フレミーは、手を前に出し大丈夫と合図を送る。
「ケホ、ケホ・・・・・だ!誰から聞かれたのですか?!」
「お、同じクラスの人間にだ。なんでも、いい勝負をしたと聞いているが?」
今度はフレミーが立ち上がる。
「そんな!・・・・私は、あの方に胸を借りたまで・・・・とても、私程度では足元にも及ばないですよ」
「あなたがそこまで言うのか?う~ん・・・・・」
騎士クラスは、前にも言ったが騎士見習いが通うクラスである。フレミーのように騎士を拝命している生徒はごく少数だ。ペトラもフローラも、フレミーと同じ騎士を拝命する身ながら、戦闘スタイルの違いとはいえ、剣ではどうしても敵わない。だが、それを差し引いても、フレミーの強さを二人も認めている。そんな彼女が、自分では足元にも及ばないと言わしめる男。
ペトラの目が怪しく光る。
「・・・・よし、決めた!オクゾノ殿に、一勝負挑もう!」
「え?・・・えぇ!?」
ペトラの言葉に、フレミーが驚愕する。
「こんなところで、燻っているよりは、騎士としてよほど健康的だ!フローラ、お前も来い!姫を御守りするに足る者がどちらかはっきりさせれば、姫ももう一度認めてくださるはずだ!」
「・・・・ほんと?」
フローラの目に、ほんの少しだが火が灯る。
「本当だとも!それに・・・私が今まで、嘘を言ったことがあるか?」
「あるよ。割と頻繁に」
フローラの容赦ない言葉に、ペトラがこける。
「そこまで軽口を叩けるとは・・・・お前、オクゾノ殿に興味を持ったな?」
「まぁね・・・・フレミー殿にあそこまで言わせる手練れ・・・騎士として興味を持たない訳ないでしょ?」
未だにヴィルヘルミナに言われたことを引きずっているはずのフローラだが、騎士としての興味の方が勝っていた。
表面上、立ち直ったように見えるフローラを見て、フレミーが驚いて見ている。だが、フレミーは別のことで驚いていた。

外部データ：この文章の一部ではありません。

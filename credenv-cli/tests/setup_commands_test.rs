use std::fs;
use std::path::PathBuf;

use assert_cmd::cargo::cargo_bin_cmd;
use predicates::prelude::*;
use tempfile::TempDir;

fn write_credentials(dir: &TempDir, content: &str) -> PathBuf {
  let path = dir.path().join("credential.json");
  fs::write(&path, content).unwrap();
  path
}

#[test]
fn help_output_shows_usage() {
  cargo_bin_cmd!("credenv")
    .arg("--help")
    .assert()
    .success()
    .stdout(predicate::str::contains(
      "Export API credentials from a JSON credential file",
    ))
    .stdout(predicate::str::contains("export"))
    .stdout(predicate::str::contains("shellenv"));
}

#[test]
fn check_reports_both_keys_when_present() {
  let dir = TempDir::new().unwrap();
  let path = write_credentials(&dir, r#"{"ANTHROPIC_API_KEY": "sk-ant", "OPENAI_API_KEY": "sk-openai"}"#);

  cargo_bin_cmd!("credenv")
    .arg("check")
    .arg(&path)
    .assert()
    .success()
    .stdout(predicate::str::contains("Anthropic API key found"))
    .stdout(predicate::str::contains("OpenAI API key found"));
}

#[test]
fn check_warns_about_missing_keys() {
  let dir = TempDir::new().unwrap();
  let path = write_credentials(&dir, r#"{"ANTHROPIC_API_KEY": "sk-ant"}"#);

  cargo_bin_cmd!("credenv")
    .arg("check")
    .arg(&path)
    .assert()
    .success()
    .stdout(predicate::str::contains("Anthropic API key found"))
    .stdout(predicate::str::contains("No OpenAI API key found"));
}

#[test]
fn check_counts_unrecognized_keys() {
  let dir = TempDir::new().unwrap();
  let path = write_credentials(&dir, r#"{"GEMINI_API_KEY": "sk-gem", "HF_TOKEN": "hf-x"}"#);

  cargo_bin_cmd!("credenv")
    .arg("check")
    .arg(&path)
    .assert()
    .success()
    .stdout(predicate::str::contains("2 unrecognized key(s)"));
}

#[test]
fn check_survives_a_missing_file() {
  let dir = TempDir::new().unwrap();

  cargo_bin_cmd!("credenv")
    .arg("check")
    .arg(dir.path().join("absent.json"))
    .assert()
    .success()
    .stderr(predicate::str::contains("No credential file found"))
    .stdout(predicate::str::contains("credenv init"));
}

#[test]
fn check_survives_malformed_json() {
  let dir = TempDir::new().unwrap();
  let path = write_credentials(&dir, "not json at all");

  cargo_bin_cmd!("credenv")
    .arg("check")
    .arg(&path)
    .assert()
    .success()
    .stderr(predicate::str::contains("not a valid JSON object"))
    .stdout(predicate::str::contains("Fix the JSON syntax"));
}

#[cfg(unix)]
#[test]
fn check_warns_about_insecure_permissions() {
  use std::os::unix::fs::PermissionsExt;

  let dir = TempDir::new().unwrap();
  let path = write_credentials(&dir, "{}");

  let mut perms = fs::metadata(&path).unwrap().permissions();
  perms.set_mode(0o644);
  fs::set_permissions(&path, perms).unwrap();

  cargo_bin_cmd!("credenv")
    .arg("check")
    .arg(&path)
    .assert()
    .success()
    .stdout(predicate::str::contains("insecure permissions"));
}

#[test]
fn init_creates_a_template_with_the_recognized_keys() {
  let dir = TempDir::new().unwrap();
  let path = dir.path().join("credential.json");

  cargo_bin_cmd!("credenv")
    .arg("init")
    .arg(&path)
    .assert()
    .success()
    .stdout(predicate::str::contains("Created"));

  let content = fs::read_to_string(&path).unwrap();
  let parsed: serde_json::Value = serde_json::from_str(&content).unwrap();
  assert_eq!(parsed["ANTHROPIC_API_KEY"], "");
  assert_eq!(parsed["OPENAI_API_KEY"], "");
}

#[cfg(unix)]
#[test]
fn init_sets_private_permissions() {
  use std::os::unix::fs::PermissionsExt;

  let dir = TempDir::new().unwrap();
  let path = dir.path().join("credential.json");

  cargo_bin_cmd!("credenv").arg("init").arg(&path).assert().success();

  let mode = fs::metadata(&path).unwrap().permissions().mode();
  assert_eq!(mode & 0o777, 0o600);
}

#[test]
fn init_refuses_to_overwrite_without_force() {
  let dir = TempDir::new().unwrap();
  let path = write_credentials(&dir, r#"{"ANTHROPIC_API_KEY": "sk-keep"}"#);

  cargo_bin_cmd!("credenv")
    .arg("init")
    .arg(&path)
    .assert()
    .failure()
    .stderr(predicate::str::contains("already exists"));

  // The original content is untouched
  let content = fs::read_to_string(&path).unwrap();
  assert!(content.contains("sk-keep"));

  cargo_bin_cmd!("credenv")
    .arg("init")
    .arg(&path)
    .arg("--force")
    .assert()
    .success();

  let content = fs::read_to_string(&path).unwrap();
  assert!(!content.contains("sk-keep"));
}

#[test]
fn shellenv_bash_wrapper_guards_against_missing_binary() {
  cargo_bin_cmd!("credenv")
    .arg("shellenv")
    .arg("bash")
    .assert()
    .success()
    .stdout(predicate::str::contains("credenv_load()"))
    .stdout(predicate::str::contains("command -v credenv"))
    .stdout(predicate::str::contains("command not found"));
}

#[test]
fn shellenv_fish_wrapper_sources_export_output() {
  cargo_bin_cmd!("credenv")
    .arg("shellenv")
    .arg("fish")
    .assert()
    .success()
    .stdout(predicate::str::contains("function credenv_load"))
    .stdout(predicate::str::contains("credenv export --shell fish"));
}

#[test]
fn completion_generates_a_bash_script() {
  cargo_bin_cmd!("credenv")
    .arg("completion")
    .arg("bash")
    .assert()
    .success()
    .stdout(predicate::str::contains("credenv"));
}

(ま、まさか・・・フローラ殿も、ソラトさんのことを?!で、でも親しくなる接点なんて・・・・!?もしかして・・・)
と、思いっきり恋愛の方に思考してしまっていた。
「では、善は急げだ!今日を逃せば、次はいつ会えるか分からないからな!」
「そうだね!!」
ダン!とテーブルにお金を置き、勘定だ!と店員に実に男前にいうペトラ。
「ほら、フレミー殿も行くのよ!」
ブツブツと独り言をいうフレミーを、フローラが右腕を抱え立ち上がらせる。
「そうだぞ!・・・そうだ!よかったらフレミー殿は、オクゾノ殿にリベンジマッチを挑めばいいじゃないか!」
フレミーの左側に立ち、彼女の腕を抱えるペトラ。
「さぁ、行こう!」「さぁ、行きましょう!」
「え?え?」
混乱のまま、二人に脇を抱えられ連れ去られるフレミー。
この後、彼女らはアンナの提案を無視して昊斗に勝負を挑みに行った自分たち自身に、心から感謝することとなる。
この時はまだ、平和な学園祭が行われていたディアグラムだった。